Posted on | January 25, 2010 | 2 Comments
Husband has taken to calling J “Slimer.” I find it amusing primarily because it’s so appropriate. The child is a drool machine. I’ve never seen anything like it. I keep thinking he has to be dehydrated because no one could lose that much fluid and still keep going! Yesterday our only recourse to changing his outfit for the fourth time was to leave him in just a diaper with a bib on. It is getting ridiculous. I haven’t come to work in clean clothes for at least two weeks. Every time I pick him up he nuzzles my shoulder like I’m a wet nap and he’s just swam through barbecue sauce.
I keep thinking that any day he’s going to have teeth peeping out of his gums, but so far it’s just drool. Drool and gas and miracle poops. Yesterday the gas was so bad that we couldn’t calm him down. We rocked, we bounced, we sang… nothing worked. Husband and I were about to experience a nuclear meltdown when something flashed in my head. I remembered reading something somewhere about the Kangaroo Method and having tried everything else, I gave it a shot. All I have to say about that is, God Bless Kangaroos.
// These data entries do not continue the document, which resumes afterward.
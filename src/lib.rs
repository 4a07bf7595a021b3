//! Crucible - out-of-process execution of build work items
//!
//! Crucible runs user-supplied work in a separate worker process and relays
//! outcomes back to the controlling process. The controlling side starts a
//! worker daemon with [`daemon::starter::start`] and drives it through a
//! [`daemon::WorkerClient`]; the worker side runs a single
//! [`daemon::WorkerSession`] that serves requests until it is told to stop or
//! its transport closes.

pub mod config;
pub mod daemon;
pub mod error;
pub mod isolation;
pub mod retention;
pub mod scope;
pub mod work;

pub use error::{CrucibleError, Result, WorkError};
The “method” consisted of stripping J down to his diaper and tucking him under my shirt. His little head poked out of the top of my tank top and the rest of him lay skin-on-skin against me. In a matter of minutes he was smiling again. Who knew?? I think we’re going to have to start him on some probiotics to help his little digestive system get regulated after all the crap he’s been through over the past two months. Maybe that’ll mean no more midnight farts?? Here’s hoping.
We have a new trick today… J has learned to hold his own bottle! I’ll leave you with this image on a lovely Margarita Monday!
Note the look of “why are you taking my picture?” I have a feeling I’ll get that a lot as he gets bigger!